Both of these findings relate to the requirement found in Article 8308-4.15(1) of the 1989 Act. That subsection does not limit the hearing officer’s consideration of evidence only to medical evidence as does subsection 4.15(2). As a result, the hearing officer could weigh both the evidence provided by claimant in his testimony and prior telephone statements plus all documents of Dr. L, along with the opinion of Dr. J, who thought the attack occurred on (date). In addition to the hearsay testimony of claimant that Dr.
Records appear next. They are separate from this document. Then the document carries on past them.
//! Filesystem-backed durable cache tier
//!
//! One JSON document per key, `{dir}/{key}.json`. Writes go to a temporary
//! file first and are renamed into place, so readers never observe a
//! partially written document.

use async_trait::async_trait;
use council_application::{CacheStoreError, DurableCacheStore};
use council_domain::{CacheEntry, CacheKey};
use std::io::ErrorKind;
use std::path::{Path, PathBuf};
use std::sync::atomic::{AtomicU64, Ordering};
use tracing::debug;

pub struct FileCacheStore {
    dir: PathBuf,
    /// Distinguishes temporary files of concurrent writes
    write_seq: AtomicU64,
}

impl FileCacheStore {
    /// Use `dir` as the store, creating it if needed.
    pub fn open(dir: impl Into<PathBuf>) -> Result<Self, CacheStoreError> {
        let dir = dir.into();
        std::fs::create_dir_all(&dir)?;
        debug!("Durable cache directory: {}", dir.display());
        Ok(Self {
            dir,
            write_seq: AtomicU64::new(0),
        })
    }

    pub fn dir(&self) -> &Path {
        &self.dir
    }

    fn document_path(&self, key: &CacheKey) -> PathBuf {
        self.dir.join(format!("{}.json", key.as_str()))
    }
}

#[async_trait]
impl DurableCacheStore for FileCacheStore {
    fn name(&self) -> &str {
        "file"
    }

    async fn get(&self, key: &CacheKey) -> Result<Option<CacheEntry>, CacheStoreError> {
        let bytes = match tokio::fs::read(self.document_path(key)).await {
            Ok(bytes) => bytes,
            Err(e) if e.kind() == ErrorKind::NotFound => return Ok(None),
            Err(e) => return Err(e.into()),
        };
        serde_json::from_slice(&bytes)
            .map(Some)
            .map_err(|e| CacheStoreError::Malformed(e.to_string()))
    }

    async fn put(&self, key: &CacheKey, entry: &CacheEntry) -> Result<(), CacheStoreError> {
        let bytes =
            serde_json::to_vec(entry).map_err(|e| CacheStoreError::Malformed(e.to_string()))?;

        let seq = self.write_seq.fetch_add(1, Ordering::Relaxed);
        let temp_path = self
            .dir
            .join(format!(".{}.{}.{}.tmp", key.as_str(), std::process::id(), seq));

        tokio::fs::write(&temp_path, &bytes).await?;
        if let Err(e) = tokio::fs::rename(&temp_path, self.document_path(key)).await {
            let _ = tokio::fs::remove_file(&temp_path).await;
            return Err(e.into());
        }
        Ok(())
    }
}
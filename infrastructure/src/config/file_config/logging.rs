//! Logging configuration from TOML (`[logging]` section)

use serde::{Deserialize, Serialize};
use std::path::PathBuf;

#[derive(Debug, Clone, Default, PartialEq, Serialize, Deserialize)]
#[serde(default)]
pub struct FileLoggingConfig {
    /// JSONL audit trail of council requests and results
    pub conversation_log: Option<PathBuf>,
    /// Also write diagnostic logs to this file
    pub log_file: Option<PathBuf>,
}
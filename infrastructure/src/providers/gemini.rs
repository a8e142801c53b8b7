//! Google Gemini `generateContent`

use super::http::{WireRequest, parse_json, token_count};
use council_application::GeneratorError;
use council_domain::Generation;
use serde_json::{Value, json};

pub fn request(model: &str, api_key: &str, prompt: &str, temperature: f64, max_tokens: u32) -> WireRequest {
    WireRequest {
        path: format!("/v1beta/models/{}:generateContent", model),
        headers: vec![("x-goog-api-key", api_key.to_string())],
        body: json!({
            "contents": [{"role": "user", "parts": [{"text": prompt}]}],
            "generationConfig": {
                "temperature": temperature,
                "maxOutputTokens": max_tokens,
            },
        }),
    }
}

pub fn parse_response(body: &str) -> Result<Generation, GeneratorError> {
    let value = parse_json(body)?;
    let parts = value
        .pointer("/candidates/0/content/parts")
        .and_then(Value::as_array)
        .ok_or_else(|| GeneratorError::InvalidResponse("missing candidates[0].content.parts".to_string()))?;

    let text: String = parts
        .iter()
        .filter_map(|part| part.get("text").and_then(Value::as_str))
        .collect();

    Ok(Generation::new(
        text,
        token_count(&value, "/usageMetadata/promptTokenCount"),
        token_count(&value, "/usageMetadata/candidatesTokenCount"),
    ))
}

#[cfg(test)]
mod tests {
    use super::*;

    #[test]
    fn test_model_in_path() {
        let req = request("gemini-1.5-pro", "key", "q", 0.2, 64);
        assert_eq!(req.path, "/v1beta/models/gemini-1.5-pro:generateContent");
        assert_eq!(req.body["generationConfig"]["maxOutputTokens"], 64);
    }

    #[test]
    fn test_parse_response() {
        let body = r#"{
            "candidates": [{"content": {"parts": [{"text": "Clouds "}, {"text": "release water."}]}}],
            "usageMetadata": {"promptTokenCount": 9, "candidatesTokenCount": 3}
        }"#;
        assert_eq!(
            parse_response(body).unwrap(),
            Generation::new("Clouds release water.", 9, 3)
        );
    }

    #[test]
    fn test_blocked_prompt_is_invalid() {
        let body = r#"{"promptFeedback": {"blockReason": "SAFETY"}}"#;
        assert!(matches!(
            parse_response(body),
            Err(GeneratorError::InvalidResponse(_))
        ));
    }
}
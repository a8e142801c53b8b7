//! Markdown renderings returned as MCP tool text

use council_application::ProviderReadiness;
use council_domain::util::truncate_chars;
use council_domain::{CouncilResponse, CouncilStats};

/// Characters of each provider answer shown under "Details per provider".
pub const DETAIL_EXCERPT_CHARS: usize = 500;

/// Synthesis, per-provider details, then a one-line summary.
pub fn render_answer(response: &CouncilResponse) -> String {
    let mut parts: Vec<String> = Vec::new();

    if let Some(synthesis) = response.synthesis.as_deref().filter(|s| !s.is_empty()) {
        parts.push(synthesis.to_string());
    }

    if !response.responses.is_empty() {
        parts.push("\n---\n**Details per provider:**".to_string());
        for (name, result) in &response.responses {
            match &result.error {
                Some(error) => parts.push(format!("\n**{}**: Error - {}", name, error)),
                None => {
                    let (excerpt, _) = truncate_chars(&result.content, DETAIL_EXCERPT_CHARS);
                    parts.push(format!(
                        "\n**{}** ({:.0}ms, ${:.4}):\n{}",
                        name, result.latency_ms, result.cost, excerpt
                    ));
                }
            }
        }
    }

    let consensus = response.consensus_score.map(|s| s.percent()).unwrap_or(0);
    let mut meta = format!(
        "\n\n---\n*Latency: {:.0}ms | Cost: ${:.4} | Consensus: {}%",
        response.total_latency_ms, response.total_cost, consensus
    );
    if response.cached {
        meta.push_str(" | Cached");
    }
    meta.push('*');
    parts.push(meta);

    parts.join("\n")
}

pub fn render_stats(stats: &CouncilStats) -> String {
    let mut lines = vec![
        "**AI Council statistics**".to_string(),
        format!("- Total requests: {}", stats.total_requests),
        format!("- Cached responses: {}", stats.cached_responses),
        format!("- Total cost: ${:.4}", stats.total_cost),
        format!("- Average latency: {:.0}ms", stats.avg_latency_ms),
        format!("- Cache hit rate: {:.1}%", stats.cache.hit_rate),
    ];

    if !stats.requests_by_provider.is_empty() {
        lines.push("\n**By provider:**".to_string());
        for (provider, count) in &stats.requests_by_provider {
            lines.push(format!("  - {}: {} requests", provider, count));
        }
    }

    lines.join("\n")
}

pub fn render_models(readiness: &[ProviderReadiness]) -> String {
    let mut lines = vec!["**Available providers:**".to_string()];
    for entry in readiness {
        let status = if entry.ready { "Configured" } else { "Not configured" };
        let kind = if entry.local { "Local" } else { "Cloud" };
        lines.push(format!("  - **{}** [{}]: {}", entry.provider, kind, status));
    }
    lines.join("\n")
}
//! Command-line interface definitions

pub mod commands;
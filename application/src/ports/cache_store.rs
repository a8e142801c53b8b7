//! Durable cache store port
//!
//! The optional second tier of the result cache: a document store keyed by
//! the cache key's hex digest.

use async_trait::async_trait;
use council_domain::{CacheEntry, CacheKey};
use thiserror::Error;

/// Errors from the durable tier
///
/// The result cache logs these and treats them as a miss (reads) or a
/// no-op (writes).
#[derive(Error, Debug)]
pub enum CacheStoreError {
    #[error("I/O error: {0}")]
    Io(#[from] std::io::Error),

    #[error("Malformed cache document: {0}")]
    Malformed(String),

    #[error("Cache store unavailable: {0}")]
    Unavailable(String),
}

/// Durable document store for cache entries
#[async_trait]
pub trait DurableCacheStore: Send + Sync {
    /// Short backend name, for logs and stats
    fn name(&self) -> &str;

    /// Fetch the entry stored under `key`, `Ok(None)` if there is none.
    async fn get(&self, key: &CacheKey) -> Result<Option<CacheEntry>, CacheStoreError>;

    /// Insert or overwrite the entry stored under `key`.
    async fn put(&self, key: &CacheKey, entry: &CacheEntry) -> Result<(), CacheStoreError>;
}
L told him the heart attack occurred when he had the pain in his shoulders ((date of injury)), the hearing officer could base his determination that the attack came on (date of injury) in large part on Dr. L’s Letter of June 22nd which referred to “onset of symptoms” on (date of injury). Dorland’s Illustrated Medical Dictionary, twenty-sixth edition, states that a “symptom” is “any subjective evidence of disease or of a patient’s condition.” Claimant’s testimony of the abnormal exertion put forth on (date of injury) and the results thereof was not in conflict with his prior statements of sickness, breathing, and weakness problems.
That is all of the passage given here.